En la iglesia de Montesión, ahora en proceso de restauración, han aparecido estos días dos dragones del siglo XVI, pintados en los nervios de una bóveda. Ocultos, pero en un estado impecable. El Drac de Na Coca ya puede ir retirándose frente a esos dragones jesuíticos, lo siento por los fans de ese caimán de aspecto innoble y los niños que los siguen como al sonido de la flauta de Hamelín. Los dragones de Montesión son dragones de verdad, no imitaciones venidas de América como polizontes en algún galeón. Y como salidas de la esquina de una carta marítima o estelar del barroco donde anuncian peligros sin número, ante estos dragones surgen las preguntas.

Elegiré cuatro al azar. La primera es por qué los ocultaron y cuándo, si estaban allí para ornamentar los nervios de la bóveda de una capilla lateral de la iglesia. Lo que habríamos disfrutado de saber su existencia y contemplarlos, los alumnos que por norma asistíamos a misa todos los días antes de empezar las clases. Porque si lucen como han aparecido en las fotografías de Diario de Mallorca, son magníficos y nos habrían acompañado el resto de nuestras vidas. Ahora sólo son una novedad sin memoria.
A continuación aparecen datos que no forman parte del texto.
// Copyright 2026 Phillip Cloud
// Licensed under the Apache License, Version 2.0

use std::collections::BTreeMap;

use anyhow::Result;
use tracing::warn;

pub const MIN_COLUMN_WIDTH: u16 = 3;
pub const MAX_COLUMN_WIDTH: u16 = 60;

#[derive(Debug, Clone, Copy, PartialEq, Eq, PartialOrd, Ord, Hash)]
pub enum RosterColumn {
    Select,
    Thumb,
    Code,
    Reel,
    Version,
    Artist,
    Due,
    Status,
    Mov,
    Exr,
    Tool,
    Actions,
}

impl RosterColumn {
    pub const ALL: [Self; 12] = [
        Self::Select,
        Self::Thumb,
        Self::Code,
        Self::Reel,
        Self::Version,
        Self::Artist,
        Self::Due,
        Self::Status,
        Self::Mov,
        Self::Exr,
        Self::Tool,
        Self::Actions,
    ];

    pub const fn as_str(self) -> &'static str {
        match self {
            Self::Select => "select",
            Self::Thumb => "thumb",
            Self::Code => "code",
            Self::Reel => "reel",
            Self::Version => "version",
            Self::Artist => "artist",
            Self::Due => "due",
            Self::Status => "status",
            Self::Mov => "mov",
            Self::Exr => "exr",
            Self::Tool => "tool",
            Self::Actions => "actions",
        }
    }

    pub fn parse(value: &str) -> Option<Self> {
        Self::ALL.into_iter().find(|column| column.as_str() == value)
    }

    pub const fn label(self) -> &'static str {
        match self {
            Self::Select => "",
            Self::Thumb => "",
            Self::Code => "Code",
            Self::Reel => "Reel",
            Self::Version => "Ver",
            Self::Artist => "Artist",
            Self::Due => "Due",
            Self::Status => "Status",
            Self::Mov => "MOV",
            Self::Exr => "EXR",
            Self::Tool => "Nuke",
            Self::Actions => "Actions",
        }
    }

    pub const fn default_width(self) -> u16 {
        match self {
            Self::Select | Self::Thumb => 3,
            Self::Code => 18,
            Self::Reel | Self::Version => 8,
            Self::Artist => 14,
            Self::Due => 11,
            Self::Status => 12,
            Self::Mov | Self::Exr => 4,
            Self::Tool => 5,
            Self::Actions => 12,
        }
    }
}

/// Persisted preference keys. Booleans are stored as `true`/`false`,
/// widths as integers.
#[derive(Debug, Clone, Copy, PartialEq, Eq, Hash)]
pub enum PrefKey {
    LayoutTight,
    LayoutCompact,
    ShowMovColumn,
    ShowExrColumn,
    ColumnWidth(RosterColumn),
}

#[derive(Debug, Clone, Copy, PartialEq, Eq)]
pub enum PrefValueKind {
    Bool,
    Width,
}

impl PrefKey {
    pub const TOGGLES: [Self; 4] = [
        Self::LayoutTight,
        Self::LayoutCompact,
        Self::ShowMovColumn,
        Self::ShowExrColumn,
    ];

    pub fn as_str(self) -> String {
        match self {
            Self::LayoutTight => "layout.tight".to_owned(),
            Self::LayoutCompact => "layout.compact".to_owned(),
            Self::ShowMovColumn => "columns.mov".to_owned(),
            Self::ShowExrColumn => "columns.exr".to_owned(),
            Self::ColumnWidth(column) => format!("columns.width.{}", column.as_str()),
        }
    }

    pub fn parse(value: &str) -> Option<Self> {
        match value {
            "layout.tight" => Some(Self::LayoutTight),
            "layout.compact" => Some(Self::LayoutCompact),
            "columns.mov" => Some(Self::ShowMovColumn),
            "columns.exr" => Some(Self::ShowExrColumn),
            other => other
                .strip_prefix("columns.width.")
                .and_then(RosterColumn::parse)
                .map(Self::ColumnWidth),
        }
    }

    pub const fn expected_value_kind(self) -> PrefValueKind {
        match self {
            Self::ColumnWidth(_) => PrefValueKind::Width,
            _ => PrefValueKind::Bool,
        }
    }

    pub fn all() -> Vec<Self> {
        let mut keys = Self::TOGGLES.to_vec();
        keys.extend(RosterColumn::ALL.into_iter().map(Self::ColumnWidth));
        keys
    }
}

#[derive(Debug, Clone, Copy, PartialEq, Eq)]
pub enum PrefValue {
    Bool(bool),
    Width(u16),
}

impl PrefValue {
    pub fn parse_for_key(key: PrefKey, raw: &str) -> Option<Self> {
        match key.expected_value_kind() {
            PrefValueKind::Bool => match raw.trim().to_ascii_lowercase().as_str() {
                "1" | "true" | "on" | "yes" => Some(Self::Bool(true)),
                "0" | "false" | "off" | "no" => Some(Self::Bool(false)),
                _ => None,
            },
            PrefValueKind::Width => raw
                .trim()
                .parse::<u16>()
                .ok()
                .filter(|width| (MIN_COLUMN_WIDTH..=MAX_COLUMN_WIDTH).contains(width))
                .map(Self::Width),
        }
    }

    pub fn to_storage(self, key: PrefKey) -> Option<String> {
        match (key.expected_value_kind(), self) {
            (PrefValueKind::Bool, Self::Bool(value)) => {
                Some(if value { "true" } else { "false" }.to_owned())
            }
            (PrefValueKind::Width, Self::Width(width)) => Some(width.to_string()),
            _ => None,
        }
    }
}

/// String-valued key/value persistence for preferences.
pub trait PreferenceStore {
    fn get(&self, key: PrefKey) -> Result<Option<String>>;
    fn set(&mut self, key: PrefKey, value: &str) -> Result<()>;
}

#[derive(Debug, Clone, Default)]
pub struct MemoryPreferences {
    values: BTreeMap<String, String>,
}

impl MemoryPreferences {
    pub fn raw(&self, key: &str) -> Option<&str> {
        self.values.get(key).map(String::as_str)
    }
}

impl PreferenceStore for MemoryPreferences {
    fn get(&self, key: PrefKey) -> Result<Option<String>> {
        Ok(self.values.get(&key.as_str()).cloned())
    }

    fn set(&mut self, key: PrefKey, value: &str) -> Result<()> {
        self.values.insert(key.as_str(), value.to_owned());
        Ok(())
    }
}

/// Preference-derived view state.
#[derive(Debug, Clone, PartialEq, Eq)]
pub struct Preferences {
    pub tight: bool,
    pub compact: bool,
    pub show_mov: bool,
    pub show_exr: bool,
    widths: BTreeMap<RosterColumn, u16>,
}

impl Default for Preferences {
    fn default() -> Self {
        Self {
            tight: false,
            compact: false,
            show_mov: true,
            show_exr: true,
            widths: BTreeMap::new(),
        }
    }
}

impl Preferences {
    /// Reads every known key. Absent or malformed values fall back to the
    /// defaults.
    pub fn load(store: &dyn PreferenceStore) -> Result<Self> {
        let mut prefs = Self::default();
        for key in PrefKey::all() {
            let Some(raw) = store.get(key)? else {
                continue;
            };
            match PrefValue::parse_for_key(key, &raw) {
                Some(value) => prefs.apply(key, value),
                None => warn!(key = %key.as_str(), value = %raw, "ignoring malformed preference"),
            }
        }
        Ok(prefs)
    }

    pub fn apply(&mut self, key: PrefKey, value: PrefValue) {
        match (key, value) {
            (PrefKey::LayoutTight, PrefValue::Bool(on)) => self.tight = on,
            (PrefKey::LayoutCompact, PrefValue::Bool(on)) => self.compact = on,
            (PrefKey::ShowMovColumn, PrefValue::Bool(on)) => self.show_mov = on,
            (PrefKey::ShowExrColumn, PrefValue::Bool(on)) => self.show_exr = on,
            (PrefKey::ColumnWidth(column), PrefValue::Width(width)) => {
                self.widths.insert(column, width);
            }
            _ => {}
        }
    }

    pub fn flag(&self, key: PrefKey) -> Option<bool> {
        match key {
            PrefKey::LayoutTight => Some(self.tight),
            PrefKey::LayoutCompact => Some(self.compact),
            PrefKey::ShowMovColumn => Some(self.show_mov),
            PrefKey::ShowExrColumn => Some(self.show_exr),
            PrefKey::ColumnWidth(_) => None,
        }
    }

    pub fn width(&self, column: RosterColumn) -> u16 {
        self.widths
            .get(&column)
            .copied()
            .unwrap_or_else(|| column.default_width())
    }

    pub fn column_visible(&self, column: RosterColumn) -> bool {
        match column {
            RosterColumn::Mov => self.show_mov,
            RosterColumn::Exr => self.show_exr,
            _ => true,
        }
    }

    pub fn visible_columns(&self) -> Vec<RosterColumn> {
        RosterColumn::ALL
            .into_iter()
            .filter(|column| self.column_visible(*column))
            .collect()
    }

    /// Layout classes in effect, in a stable order.
    pub fn layout_classes(&self) -> Vec<&'static str> {
        let mut classes = Vec::new();
        if self.tight {
            classes.push("tight");
        }
        if self.compact {
            classes.push("compact");
        }
        if !self.show_mov {
            classes.push("hide-mov");
        }
        if !self.show_exr {
            classes.push("hide-exr");
        }
        classes
    }

    pub fn toggle_label(&self, key: PrefKey) -> String {
        match key {
            PrefKey::ShowMovColumn => format!("MOV {}", mark(self.show_mov)),
            PrefKey::ShowExrColumn => format!("EXR {}", mark(self.show_exr)),
            PrefKey::LayoutTight if self.tight => "Tight ✓".to_owned(),
            PrefKey::LayoutTight => "Tight".to_owned(),
            PrefKey::LayoutCompact if self.compact => "Compact ✓".to_owned(),
            PrefKey::LayoutCompact => "Compact".to_owned(),
            PrefKey::ColumnWidth(column) => format!("{} {}", column.label(), self.width(column)),
        }
    }
}

fn mark(on: bool) -> &'static str {
    if on { "✓" } else { "✗" }
}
La segunda pregunta es si quieren decirnos algo sobre la residencia en que van a convertir el colegio más antiguo de Europa. A lo mejor esos dos dragones han viajado desde el pasado para anunciar que ese pasado se niega a la evolución crematística del edificio. O sea que ojo con las llamas y el hedor pestífero. La tercera es si los dragones han resucitado para impedir el traslado, aunque sea temporal, del cadáver momificado de San Alonso a otro templo. Serían, pues, unos dragones custodios que nos señalan que también nosotros deberíamos impedir ese traslado, como Tita Thyssen impidió la tala de árboles encadenándose en el Paseo del Prado: san Alonso pertenece a Montesión y de Montesión no ha de moverse. Y la cuarta, si guardan alguna relación con China –tan aficionada su cultura a los dragones–, pues ha sido el dragón chino del covid –su pernicioso aleteo sobre el mundo entero– el que nos ha dejado maltrechos y turulatos frente a cualquier peligro que nos aceche, se llame Putin, se llame crisis económica de larga duración, o se llame como lo haga una nueva pandemia.

Creo firmemente que las enseñanzas de nuestra infancia se proyectan a lo largo de la vida y esos dragones, aunque ocultos, estaban ahí y nos vigilaban por algo. Estuvieron ahí contemplándonos a oscuras durante una década a todas y cada una de las promociones del colegio (de las que, repito, íbamos a misa diariamente y nos formamos entre los viejos muros del colegio desde muy pequeños, no en Son Moix como ocurrió con generaciones posteriores). O sea que la duda permanece: ¿anuncian algún peligro esos dos monstruos –por otro lado, maravillosos– que han aparecido en una bóveda de Montesión?

Para nosotros no sé; de momento que le pregunten a Ábalos, que parece esconder respuestas para todo.